A former Aucklander has been sentenced in the Alexandra District Court to more than three years in prison for attempting to evade nearly $1.1 million in PAYE, GST and income tax.

Rupert Faimoa-Magele, 49, was sentenced in the Alexandra District Court last week on 47 charges of tax evasion or attempted tax evasion while sole director and shareholder of security company Blade Group Ltd.

The company provided security services at hospitality venues in Auckland and for MIQ venues at three hotels in the city during the Covid pandemic.

In a statement, Inland Revenue said Faimoa-Magele evaded the assessment or payment of $1,077,548.23 payable for GST, employer deductions and income tax between 2018 and 2021, either by failing to file company tax returns or filing returns understating the tax payable.

The company was liquidated in March 2021.

At an earlier hearing, counsel Kieran Tohill said the defendant did not personally benefit from the offending because the money was transferred to an associate.

He worked as a security guard, and only benefited from the company through the wages he earned.
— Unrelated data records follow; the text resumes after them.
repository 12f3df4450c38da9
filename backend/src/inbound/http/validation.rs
//! Shared validation helpers for inbound HTTP adapters.
//!
//! Every failure is an `invalid_request` error whose details name the field
//! and a stable code, e.g. `{"field": "bookingId", "code": "invalid_uuid"}`.

use chrono::{DateTime, Utc};
use serde_json::json;
use uuid::Uuid;

use crate::domain::money::{MoneyError, major_to_minor};
use crate::domain::{Error, UserId};

#[derive(Debug, Clone, Copy, PartialEq, Eq)]
enum ValidationCode {
    MissingField,
    InvalidUuid,
    InvalidTimestamp,
    InvalidAmount,
}

impl ValidationCode {
    fn as_str(self) -> &'static str {
        match self {
            Self::MissingField => "missing_field",
            Self::InvalidUuid => "invalid_uuid",
            Self::InvalidTimestamp => "invalid_timestamp",
            Self::InvalidAmount => "invalid_amount",
        }
    }
}

/// JSON field name as clients spell it.
#[derive(Debug, Clone, Copy, PartialEq, Eq)]
pub(crate) struct FieldName(&'static str);

impl FieldName {
    pub(crate) const fn new(name: &'static str) -> Self {
        Self(name)
    }

    pub(crate) const fn as_str(self) -> &'static str {
        self.0
    }
}

fn field_error(field: FieldName, code: ValidationCode, message: String) -> Error {
    Error::invalid_request(message).with_details(json!({
        "field": field.as_str(),
        "code": code.as_str(),
    }))
}

pub(crate) fn missing_field_error(field: FieldName) -> Error {
    field_error(
        field,
        ValidationCode::MissingField,
        format!("{} is required", field.as_str()),
    )
}

/// Unwrap an optional, non-blank field.
pub(crate) fn require(value: Option<String>, field: FieldName) -> Result<String, Error> {
    value
        .filter(|raw| !raw.trim().is_empty())
        .ok_or_else(|| missing_field_error(field))
}

pub(crate) fn parse_uuid(value: &str, field: FieldName) -> Result<Uuid, Error> {
    Uuid::parse_str(value.trim()).map_err(|_| {
        field_error(
            field,
            ValidationCode::InvalidUuid,
            format!("{} must be a valid UUID", field.as_str()),
        )
    })
}

pub(crate) fn parse_user_id(value: &str, field: FieldName) -> Result<UserId, Error> {
    parse_uuid(value, field).map(UserId::from_uuid)
}

pub(crate) fn parse_timestamp(value: &str, field: FieldName) -> Result<DateTime<Utc>, Error> {
    DateTime::parse_from_rfc3339(value.trim())
        .map(|parsed| parsed.with_timezone(&Utc))
        .map_err(|_| {
            field_error(
                field,
                ValidationCode::InvalidTimestamp,
                format!("{} must be an RFC 3339 timestamp", field.as_str()),
            )
        })
}

/// Convert a decimal amount in major units to minor units.
pub(crate) fn parse_amount(value: f64, field: FieldName) -> Result<i64, Error> {
    major_to_minor(value).map_err(|err: MoneyError| {
        field_error(
            field,
            ValidationCode::InvalidAmount,
            format!("{}: {err}", field.as_str()),
        )
    })
}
Faimoa-Magele was a ‘‘naive’’ man who had been convinced by the associate to set up the company, Mr Tohill said.

‘‘He received money into a bank account and passed it on.’’
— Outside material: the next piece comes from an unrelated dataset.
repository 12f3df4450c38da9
//! Inbound adapters that translate external requests into domain service
//! calls while keeping framework details at the edge.

pub mod http;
In January, the defendant turned down a sentencing indication from Judge Michael Turner and denied the charges, but subsequently entered guilty pleas.

The charges were laid in Alexandra when the defendant was living in Cromwell, but he later moved to Timaru.
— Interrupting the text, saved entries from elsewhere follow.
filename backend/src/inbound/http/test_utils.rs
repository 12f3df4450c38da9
//! Test helpers for inbound HTTP components.

use actix_session::{SessionMiddleware, storage::CookieSessionStore};
use actix_web::cookie::{Cookie, Key};
use actix_web::dev::{Service, ServiceResponse};
use actix_web::{HttpResponse, test, web};
use actix_http::Request;
use serde::{Deserialize, Serialize};

use crate::domain::{Actor, Error, Role, UserId};
use crate::inbound::http::session::SessionContext;

/// Path of the sign-in shortcut mounted by [`test_sign_in_route`].
pub const TEST_SIGN_IN_PATH: &str = "/__test/sign-in";

/// Build a session middleware configured for tests.
///
/// Uses a fresh key per call, names the cookie `session` and disables the
/// `Secure` flag for plain HTTP.
pub fn test_session_middleware() -> SessionMiddleware<CookieSessionStore> {
    SessionMiddleware::builder(CookieSessionStore::default(), Key::generate())
        .cookie_name("session".to_owned())
        .cookie_secure(false)
        .build()
}

#[derive(Serialize, Deserialize)]
struct SignIn {
    id: String,
    role: Role,
}

async fn sign_in(session: SessionContext, body: web::Json<SignIn>) -> Result<HttpResponse, Error> {
    let SignIn { id, role } = body.into_inner();
    let id = UserId::new(id).map_err(|err| Error::invalid_request(err.to_string()))?;
    session.persist_actor(&Actor::new(id, role))?;
    Ok(HttpResponse::NoContent().finish())
}

/// Route that stores the posted actor in the session, bypassing credentials.
pub fn test_sign_in_route(cfg: &mut web::ServiceConfig) {
    cfg.route(TEST_SIGN_IN_PATH, web::post().to(sign_in));
}

/// Sign `actor` in through [`TEST_SIGN_IN_PATH`] and return the session cookie.
///
/// # Panics
///
/// Panics when the app does not mount the sign-in route.
pub async fn session_cookie_for<S, B>(app: &S, actor: &Actor) -> Cookie<'static>
where
    S: Service<Request, Response = ServiceResponse<B>, Error = actix_web::Error>,
{
    let request = test::TestRequest::post()
        .uri(TEST_SIGN_IN_PATH)
        .set_json(SignIn {
            id: actor.id.to_string(),
            role: actor.role,
        })
        .to_request();
    let response = test::call_service(app, request).await;
    response
        .response()
        .cookies()
        .find(|cookie| cookie.name() == "session")
        .map(Cookie::into_owned)
        .expect("sign-in sets a session cookie")
}

pub(crate) use self::mocks::MockPorts;

mod mocks {
    use std::sync::Arc;

    use actix_web::web;

    use crate::domain::ports::{
        MockAccountService, MockBookingService, MockContentService, MockDashboardService,
        MockFavoriteService, MockMessagingService, MockPaymentService, MockProfileService,
    };
    use crate::inbound::http::state::HttpState;

    /// One mock per driving port; tests set expectations on the ones they use.
    #[derive(Default)]
    pub(crate) struct MockPorts {
        pub accounts: MockAccountService,
        pub profiles: MockProfileService,
        pub content: MockContentService,
        pub bookings: MockBookingService,
        pub payments: MockPaymentService,
        pub messages: MockMessagingService,
        pub favorites: MockFavoriteService,
        pub dashboard: MockDashboardService,
    }

    impl MockPorts {
        pub(crate) fn into_state(self) -> web::Data<HttpState> {
            web::Data::new(HttpState {
                accounts: Arc::new(self.accounts),
                profiles: Arc::new(self.profiles),
                content: Arc::new(self.content),
                bookings: Arc::new(self.bookings),
                payments: Arc::new(self.payments),
                messages: Arc::new(self.messages),
                favorites: Arc::new(self.favorites),
                dashboard: Arc::new(self.dashboard),
            })
        }
    }
}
A promising rugby union and rugby league player in his youth, Faimoa-Magele served in the Royal New Zealand Navy for four years.

At last week’s sentencing, as a large group of the defendant’s family and friends watched from the public gallery, Judge Turner convicted the defendant and imposed a term of imprisonment of three years and one month.

Judge Turner did not order reparation because the defendant had no assets or income.

No plates

An itinerant man seen in Cromwell with a late model ute without plates told police he had bought it on Facebook.

Police visited Ian Tangirau Foreman, 33, unemployed, at a campground in the town last week after getting a call from a suspicious member of the public.

At first, Foreman claimed the 2023 Mitsubishi Triton ute, worth about $55,000, belonged to a relative, and his ‘‘aunty’’ was on her way from Dunedin to pick it up.

He then handed his phone to an officer, saying the aunty was on the line.

The woman said she and Foreman had bought the vehicle on Facebook, without rego plates, for $10,000.

However, they did not have a transfer of title or a receipt, and ‘‘couldn’t remember’’ the seller’s name.

Police inquiries showed the ute had been hired by one of Foreman’s relatives from a Gisborne vehicle rental company on July 27, then reported as stolen a week later.

Foreman then changed his story, saying he had bought the vehicle from an unknown man in Tawa, but refused to say more.

He was sentenced on charges of receiving the ute and three charges of theft: $40.75 of petrol from a BP station in Whangarei on March 10, $93.49 of petrol from a Z station in Auckland on June 8 and theft of clothing valued at $70 from The Warehouse Riccarton in Christchurch on June 15.

Judge Turner convicted Foreman and sentenced him to 15 months’ prison.

However, he gave him leave to apply for home detention if a suitable address could be found.

Foreman must also pay reparation of $204.24 to his theft victims.

The ‘‘aunty’’ who spoke to police on the phone, a 26-yearold from Central Otago, has also been charged with receiving.

Also sentenced by Judge Turner last week was.—

Simon Jack Atherton, 42, of Springvale, breaching home detention, April 19; possessing cannabis, April 20, one month’s prison.